● PROBLEM: Look through the records below and collect all lines that hold the string "facts".

Dataset entries
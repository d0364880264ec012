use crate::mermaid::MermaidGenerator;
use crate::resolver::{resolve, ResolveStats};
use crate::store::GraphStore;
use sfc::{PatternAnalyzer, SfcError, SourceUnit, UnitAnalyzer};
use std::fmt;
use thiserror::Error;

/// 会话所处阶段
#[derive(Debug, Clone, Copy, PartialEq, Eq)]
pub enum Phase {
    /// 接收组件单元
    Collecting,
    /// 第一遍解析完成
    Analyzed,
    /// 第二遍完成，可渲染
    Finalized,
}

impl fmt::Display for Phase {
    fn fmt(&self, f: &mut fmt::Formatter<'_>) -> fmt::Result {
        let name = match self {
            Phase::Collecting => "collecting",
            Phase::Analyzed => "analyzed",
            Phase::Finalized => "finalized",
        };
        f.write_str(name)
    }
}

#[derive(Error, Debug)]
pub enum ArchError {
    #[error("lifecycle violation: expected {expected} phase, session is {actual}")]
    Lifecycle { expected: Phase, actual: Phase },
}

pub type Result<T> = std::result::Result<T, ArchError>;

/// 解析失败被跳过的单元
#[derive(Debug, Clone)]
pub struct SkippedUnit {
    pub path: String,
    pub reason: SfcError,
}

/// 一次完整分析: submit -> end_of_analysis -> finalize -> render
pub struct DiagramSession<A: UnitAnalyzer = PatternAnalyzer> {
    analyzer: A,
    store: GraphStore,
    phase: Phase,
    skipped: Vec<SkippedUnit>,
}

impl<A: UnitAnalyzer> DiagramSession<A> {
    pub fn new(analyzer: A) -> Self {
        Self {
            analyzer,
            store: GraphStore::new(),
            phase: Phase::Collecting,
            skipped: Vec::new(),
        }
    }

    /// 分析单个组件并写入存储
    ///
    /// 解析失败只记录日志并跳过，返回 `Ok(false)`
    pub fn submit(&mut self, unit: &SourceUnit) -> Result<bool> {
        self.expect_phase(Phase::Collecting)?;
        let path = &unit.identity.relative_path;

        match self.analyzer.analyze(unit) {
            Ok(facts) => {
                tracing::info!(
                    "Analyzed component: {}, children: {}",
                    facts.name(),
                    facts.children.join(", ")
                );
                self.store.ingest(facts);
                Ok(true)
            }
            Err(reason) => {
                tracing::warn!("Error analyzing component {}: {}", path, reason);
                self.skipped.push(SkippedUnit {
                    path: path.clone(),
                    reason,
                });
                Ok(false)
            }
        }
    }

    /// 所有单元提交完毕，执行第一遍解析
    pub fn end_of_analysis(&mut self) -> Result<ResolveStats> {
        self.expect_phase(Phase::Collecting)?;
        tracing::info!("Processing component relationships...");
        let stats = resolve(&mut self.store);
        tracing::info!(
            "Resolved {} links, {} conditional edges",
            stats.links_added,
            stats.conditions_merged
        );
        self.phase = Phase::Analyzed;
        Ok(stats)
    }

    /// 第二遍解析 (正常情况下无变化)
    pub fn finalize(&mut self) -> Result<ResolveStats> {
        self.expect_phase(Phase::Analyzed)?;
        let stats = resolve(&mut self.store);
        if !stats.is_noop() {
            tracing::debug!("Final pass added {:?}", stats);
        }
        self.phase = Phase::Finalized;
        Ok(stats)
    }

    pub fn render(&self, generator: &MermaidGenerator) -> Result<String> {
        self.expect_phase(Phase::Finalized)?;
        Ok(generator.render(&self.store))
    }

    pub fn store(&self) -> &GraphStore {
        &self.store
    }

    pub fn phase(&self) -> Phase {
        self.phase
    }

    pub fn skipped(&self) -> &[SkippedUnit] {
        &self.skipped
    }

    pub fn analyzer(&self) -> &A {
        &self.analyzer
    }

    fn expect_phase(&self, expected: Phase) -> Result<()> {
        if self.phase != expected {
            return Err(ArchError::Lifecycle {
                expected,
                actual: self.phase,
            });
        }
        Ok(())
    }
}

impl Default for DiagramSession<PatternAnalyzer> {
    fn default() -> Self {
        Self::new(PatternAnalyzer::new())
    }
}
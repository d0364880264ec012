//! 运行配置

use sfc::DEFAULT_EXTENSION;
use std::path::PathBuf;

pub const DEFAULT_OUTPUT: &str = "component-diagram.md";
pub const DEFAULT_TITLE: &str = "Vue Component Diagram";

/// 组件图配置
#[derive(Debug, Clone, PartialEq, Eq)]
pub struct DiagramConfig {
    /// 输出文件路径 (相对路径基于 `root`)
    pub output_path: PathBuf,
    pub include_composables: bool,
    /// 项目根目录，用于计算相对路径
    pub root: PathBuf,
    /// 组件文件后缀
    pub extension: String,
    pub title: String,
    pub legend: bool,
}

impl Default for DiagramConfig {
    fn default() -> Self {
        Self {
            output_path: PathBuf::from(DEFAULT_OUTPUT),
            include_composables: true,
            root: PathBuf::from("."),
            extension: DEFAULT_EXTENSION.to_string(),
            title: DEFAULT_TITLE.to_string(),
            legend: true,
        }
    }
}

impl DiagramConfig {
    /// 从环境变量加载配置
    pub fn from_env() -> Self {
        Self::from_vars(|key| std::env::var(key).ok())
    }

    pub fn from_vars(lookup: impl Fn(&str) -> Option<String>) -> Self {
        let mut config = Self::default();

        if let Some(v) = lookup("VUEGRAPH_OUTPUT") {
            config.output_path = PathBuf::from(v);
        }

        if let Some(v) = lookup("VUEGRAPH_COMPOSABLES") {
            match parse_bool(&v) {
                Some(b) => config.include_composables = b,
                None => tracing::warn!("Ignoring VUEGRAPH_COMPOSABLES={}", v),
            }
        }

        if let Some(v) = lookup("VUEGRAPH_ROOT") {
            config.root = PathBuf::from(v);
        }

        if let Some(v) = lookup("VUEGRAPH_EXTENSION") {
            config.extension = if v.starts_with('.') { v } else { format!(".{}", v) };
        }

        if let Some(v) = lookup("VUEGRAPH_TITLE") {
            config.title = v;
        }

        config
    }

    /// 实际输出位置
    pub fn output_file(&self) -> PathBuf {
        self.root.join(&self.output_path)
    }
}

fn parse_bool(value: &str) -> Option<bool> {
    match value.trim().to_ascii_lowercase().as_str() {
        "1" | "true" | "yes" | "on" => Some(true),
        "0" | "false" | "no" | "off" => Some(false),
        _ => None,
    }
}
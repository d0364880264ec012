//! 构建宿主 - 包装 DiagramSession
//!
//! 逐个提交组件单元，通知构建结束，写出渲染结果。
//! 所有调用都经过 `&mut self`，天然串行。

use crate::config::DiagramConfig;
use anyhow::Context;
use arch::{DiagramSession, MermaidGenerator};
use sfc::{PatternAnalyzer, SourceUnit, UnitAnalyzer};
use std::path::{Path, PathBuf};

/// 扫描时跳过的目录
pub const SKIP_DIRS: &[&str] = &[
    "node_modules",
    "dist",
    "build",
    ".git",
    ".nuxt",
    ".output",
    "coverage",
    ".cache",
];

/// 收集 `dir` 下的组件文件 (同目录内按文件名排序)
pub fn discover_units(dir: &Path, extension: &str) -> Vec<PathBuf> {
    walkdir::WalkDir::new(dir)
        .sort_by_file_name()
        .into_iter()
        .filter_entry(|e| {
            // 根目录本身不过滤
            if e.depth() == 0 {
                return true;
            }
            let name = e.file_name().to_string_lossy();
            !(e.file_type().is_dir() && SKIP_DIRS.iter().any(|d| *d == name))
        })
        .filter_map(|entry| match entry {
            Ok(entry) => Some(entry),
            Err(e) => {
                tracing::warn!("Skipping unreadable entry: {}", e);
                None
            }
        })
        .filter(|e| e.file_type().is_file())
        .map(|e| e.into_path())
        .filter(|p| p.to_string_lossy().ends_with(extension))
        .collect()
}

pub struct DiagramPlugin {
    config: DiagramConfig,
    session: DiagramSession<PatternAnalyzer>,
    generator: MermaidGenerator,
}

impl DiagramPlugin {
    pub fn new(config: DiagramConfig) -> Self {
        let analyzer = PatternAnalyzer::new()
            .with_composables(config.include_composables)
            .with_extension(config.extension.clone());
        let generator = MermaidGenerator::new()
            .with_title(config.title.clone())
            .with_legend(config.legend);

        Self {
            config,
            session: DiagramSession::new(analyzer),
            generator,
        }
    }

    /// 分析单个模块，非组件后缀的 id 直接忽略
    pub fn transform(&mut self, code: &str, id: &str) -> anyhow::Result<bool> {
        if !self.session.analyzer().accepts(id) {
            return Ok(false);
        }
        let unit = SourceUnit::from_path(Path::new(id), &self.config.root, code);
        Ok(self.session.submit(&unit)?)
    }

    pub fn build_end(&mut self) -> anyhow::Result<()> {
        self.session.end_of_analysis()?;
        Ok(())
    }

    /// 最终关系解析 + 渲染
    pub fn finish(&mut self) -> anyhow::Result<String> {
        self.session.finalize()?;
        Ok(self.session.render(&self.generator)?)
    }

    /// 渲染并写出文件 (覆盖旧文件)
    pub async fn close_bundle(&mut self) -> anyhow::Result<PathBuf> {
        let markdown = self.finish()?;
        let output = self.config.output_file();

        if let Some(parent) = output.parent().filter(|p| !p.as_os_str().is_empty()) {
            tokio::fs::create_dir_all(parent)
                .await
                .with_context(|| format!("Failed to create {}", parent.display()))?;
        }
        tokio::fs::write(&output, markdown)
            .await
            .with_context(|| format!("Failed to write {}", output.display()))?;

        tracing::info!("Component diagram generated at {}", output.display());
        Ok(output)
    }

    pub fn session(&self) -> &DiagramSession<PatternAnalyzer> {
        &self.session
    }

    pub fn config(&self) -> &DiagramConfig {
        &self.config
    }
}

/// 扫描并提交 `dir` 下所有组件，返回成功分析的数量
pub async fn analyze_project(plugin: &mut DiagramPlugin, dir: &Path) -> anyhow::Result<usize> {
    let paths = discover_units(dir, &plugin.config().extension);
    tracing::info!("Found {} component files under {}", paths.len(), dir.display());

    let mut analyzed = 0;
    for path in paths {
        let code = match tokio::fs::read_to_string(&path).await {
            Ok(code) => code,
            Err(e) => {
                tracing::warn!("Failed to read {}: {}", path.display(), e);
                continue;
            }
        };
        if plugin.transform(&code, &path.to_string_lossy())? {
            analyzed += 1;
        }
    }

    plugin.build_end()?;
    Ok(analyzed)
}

● ANSWER TO THIS EXERCISE:
            Ok(facts) => {
                    facts.name(),
                    facts.children.join(", ")
                self.store.ingest(facts);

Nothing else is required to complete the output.